WHAT TO DO
Please restate each entry that follows word for word.

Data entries
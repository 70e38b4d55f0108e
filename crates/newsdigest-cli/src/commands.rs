//! Command handlers for the CLI.
//!
//! Called from `main` once config and the database pool are established.
//! Results are printed to stdout; diagnostics go through `tracing`.

use std::sync::Arc;

use chrono::Utc;
use newsdigest_core::{AppConfig, Section};
use newsdigest_pipeline::{IngestReport, PipelineContext, RetryPolicy};
use newsdigest_scraper::PortalClient;
use sqlx::SqlitePool;

const STATS_DAYS: i64 = 30;

pub(crate) fn pipeline_context(
    pool: SqlitePool,
    config: &AppConfig,
) -> anyhow::Result<PipelineContext> {
    let portal = PortalClient::from_app_config(config)
        .map_err(|e| anyhow::anyhow!("failed to build portal client: {e}"))?;
    let nlp = newsdigest_nlp::build_backends(config)
        .map_err(|e| anyhow::anyhow!("failed to build nlp backends: {e}"))?;
    Ok(PipelineContext {
        pool,
        portal: Arc::new(portal),
        nlp,
    })
}

pub(crate) async fn run_migrate(pool: &SqlitePool) -> anyhow::Result<()> {
    let applied = newsdigest_db::run_migrations(pool).await?;
    println!("migrations applied: {applied}");
    Ok(())
}

/// Ingest one section once, without retries.
///
/// # Errors
///
/// Returns an error for an unknown section or a failed ingestion.
pub(crate) async fn run_ingest_section(
    ctx: &PipelineContext,
    section: &str,
    count: usize,
) -> anyhow::Result<()> {
    let section: Section = section.parse()?;
    let report = newsdigest_pipeline::ingest_section(ctx, section, count).await?;
    print_report(&report);
    Ok(())
}

/// Ingest every section concurrently with the configured retry policy.
///
/// # Errors
///
/// Returns an error only when every section failed.
pub(crate) async fn run_ingest_all(
    ctx: &PipelineContext,
    config: &AppConfig,
    count: usize,
) -> anyhow::Result<()> {
    let summary =
        newsdigest_pipeline::ingest_all_sections(ctx, count, RetryPolicy::from_app_config(config))
            .await;

    for outcome in &summary.outcomes {
        match (&outcome.report, &outcome.error) {
            (Some(report), _) => print_report(report),
            (None, Some(error)) => println!("{}: failed: {error}", outcome.section.slug()),
            (None, None) => {}
        }
    }
    println!(
        "ingestion complete: {} sections succeeded, {} failed, {} articles stored ({:.1}% success)",
        summary.succeeded,
        summary.failed,
        summary.stored,
        summary.success_rate()
    );

    if summary.succeeded == 0 {
        anyhow::bail!("every section failed to ingest");
    }
    Ok(())
}

fn print_report(report: &IngestReport) {
    println!(
        "{}: {} fetched, {} stored, {} duplicates, {} skipped",
        report.section.slug(),
        report.fetched,
        report.stored.len(),
        report.duplicates,
        report.skipped
    );
    for article in &report.stored {
        let sentiment = article
            .sentiment
            .map_or_else(|| "-".to_string(), |label| label.to_string());
        println!("  [{}] #{} {}", sentiment, article.id, article.title);
    }
}

pub(crate) async fn run_maintain(ctx: &PipelineContext) -> anyhow::Result<()> {
    let report = newsdigest_pipeline::run_maintenance(&ctx.pool, &ctx.nlp).await?;
    println!(
        "maintenance: {} duplicates removed, {} summaries and {} sentiments backfilled, {} backfill failures",
        report.duplicates_removed,
        report.summaries_backfilled,
        report.sentiments_backfilled,
        report.backfill_failures
    );
    let integrity = &report.integrity;
    if integrity.total() > 0 {
        println!(
            "integrity: {} empty titles, {} empty contents, {} empty urls, {} non-http urls",
            integrity.empty_title,
            integrity.empty_content,
            integrity.empty_url,
            integrity.invalid_url
        );
    } else {
        println!("integrity: no problems found");
    }
    Ok(())
}

pub(crate) async fn run_stats(pool: &SqlitePool, json: bool) -> anyhow::Result<()> {
    let stats = newsdigest_db::article_statistics(pool, Utc::now().date_naive(), STATS_DAYS).await?;
    if json {
        println!("{}", serde_json::to_string_pretty(&stats)?);
        return Ok(());
    }

    println!(
        "articles: {} total, {} today",
        stats.total_articles, stats.today_articles
    );
    for count in &stats.section_counts {
        println!("  {:<16} {}", count.section.slug(), count.count);
    }
    for count in &stats.sentiment_counts {
        println!("  {:<16} {}", count.label, count.count);
    }
    match stats.average_sentiment_score {
        Some(avg) => println!("average sentiment score: {avg:.3}"),
        None => println!("average sentiment score: -"),
    }
    Ok(())
}

pub(crate) async fn run_health(pool: &SqlitePool) -> anyhow::Result<()> {
    let report = newsdigest_pipeline::check_health(pool).await;
    match &report.database_error {
        None => println!("database: ok"),
        Some(e) => println!("database: unavailable ({e})"),
    }
    match report.memory {
        Some(mem) => println!(
            "memory: {} MiB resident, {} MiB virtual",
            mem.resident_bytes / (1024 * 1024),
            mem.virtual_bytes / (1024 * 1024)
        ),
        None => println!("memory: not available on this platform"),
    }
    if !report.is_healthy() {
        anyhow::bail!("health check failed");
    }
    Ok(())
}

RESULT OF THE TASK
repository 70e38b4d55f0108e
filename crates/newsdigest-cli/src/commands.rs
//! Command handlers for the CLI.
//!
//! Called from `main` once config and the database pool are established.
//! Results are printed to stdout; diagnostics go through `tracing`.

use std::sync::Arc;

use chrono::Utc;
use newsdigest_core::{AppConfig, Section};
use newsdigest_pipeline::{IngestReport, PipelineContext, RetryPolicy};
use newsdigest_scraper::PortalClient;
use sqlx::SqlitePool;

const STATS_DAYS: i64 = 30;

pub(crate) fn pipeline_context(
    pool: SqlitePool,
    config: &AppConfig,
) -> anyhow::Result<PipelineContext> {
    let portal = PortalClient::from_app_config(config)
        .map_err(|e| anyhow::anyhow!("failed to build portal client: {e}"))?;
    let nlp = newsdigest_nlp::build_backends(config)
        .map_err(|e| anyhow::anyhow!("failed to build nlp backends: {e}"))?;
    Ok(PipelineContext {
        pool,
        portal: Arc::new(portal),
        nlp,
    })
}

pub(crate) async fn run_migrate(pool: &SqlitePool) -> anyhow::Result<()> {
    let applied = newsdigest_db::run_migrations(pool).await?;
    println!("migrations applied: {applied}");
    Ok(())
}

/// Ingest one section once, without retries.
///
/// # Errors
///
/// Returns an error for an unknown section or a failed ingestion.
pub(crate) async fn run_ingest_section(
    ctx: &PipelineContext,
    section: &str,
    count: usize,
) -> anyhow::Result<()> {
    let section: Section = section.parse()?;
    let report = newsdigest_pipeline::ingest_section(ctx, section, count).await?;
    print_report(&report);
    Ok(())
}

/// Ingest every section concurrently with the configured retry policy.
///
/// # Errors
///
/// Returns an error only when every section failed.
pub(crate) async fn run_ingest_all(
    ctx: &PipelineContext,
    config: &AppConfig,
    count: usize,
) -> anyhow::Result<()> {
    let summary =
        newsdigest_pipeline::ingest_all_sections(ctx, count, RetryPolicy::from_app_config(config))
            .await;

    for outcome in &summary.outcomes {
        match (&outcome.report, &outcome.error) {
            (Some(report), _) => print_report(report),
            (None, Some(error)) => println!("{}: failed: {error}", outcome.section.slug()),
            (None, None) => {}
        }
    }
    println!(
        "ingestion complete: {} sections succeeded, {} failed, {} articles stored ({:.1}% success)",
        summary.succeeded,
        summary.failed,
        summary.stored,
        summary.success_rate()
    );

    if summary.succeeded == 0 {
        anyhow::bail!("every section failed to ingest");
    }
    Ok(())
}

fn print_report(report: &IngestReport) {
    println!(
        "{}: {} fetched, {} stored, {} duplicates, {} skipped",
        report.section.slug(),
        report.fetched,
        report.stored.len(),
        report.duplicates,
        report.skipped
    );
    for article in &report.stored {
        let sentiment = article
            .sentiment
            .map_or_else(|| "-".to_string(), |label| label.to_string());
        println!("  [{}] #{} {}", sentiment, article.id, article.title);
    }
}

pub(crate) async fn run_maintain(ctx: &PipelineContext) -> anyhow::Result<()> {
    let report = newsdigest_pipeline::run_maintenance(&ctx.pool, &ctx.nlp).await?;
    println!(
        "maintenance: {} duplicates removed, {} summaries and {} sentiments backfilled, {} backfill failures",
        report.duplicates_removed,
        report.summaries_backfilled,
        report.sentiments_backfilled,
        report.backfill_failures
    );
    let integrity = &report.integrity;
    if integrity.total() > 0 {
        println!(
            "integrity: {} empty titles, {} empty contents, {} empty urls, {} non-http urls",
            integrity.empty_title,
            integrity.empty_content,
            integrity.empty_url,
            integrity.invalid_url
        );
    } else {
        println!("integrity: no problems found");
    }
    Ok(())
}

pub(crate) async fn run_stats(pool: &SqlitePool, json: bool) -> anyhow::Result<()> {
    let stats = newsdigest_db::article_statistics(pool, Utc::now().date_naive(), STATS_DAYS).await?;
    if json {
        println!("{}", serde_json::to_string_pretty(&stats)?);
        return Ok(());
    }

    println!(
        "articles: {} total, {} today",
        stats.total_articles, stats.today_articles
    );
    for count in &stats.section_counts {
        println!("  {:<16} {}", count.section.slug(), count.count);
    }
    for count in &stats.sentiment_counts {
        println!("  {:<16} {}", count.label, count.count);
    }
    match stats.average_sentiment_score {
        Some(avg) => println!("average sentiment score: {avg:.3}"),
        None => println!("average sentiment score: -"),
    }
    Ok(())
}

pub(crate) async fn run_health(pool: &SqlitePool) -> anyhow::Result<()> {
    let report = newsdigest_pipeline::check_health(pool).await;
    match &report.database_error {
        None => println!("database: ok"),
        Some(e) => println!("database: unavailable ({e})"),
    }
    match report.memory {
        Some(mem) => println!(
            "memory: {} MiB resident, {} MiB virtual",
            mem.resident_bytes / (1024 * 1024),
            mem.virtual_bytes / (1024 * 1024)
        ),
        None => println!("memory: not available on this platform"),
    }
    if !report.is_healthy() {
        anyhow::bail!("health check failed");
    }
    Ok(())
}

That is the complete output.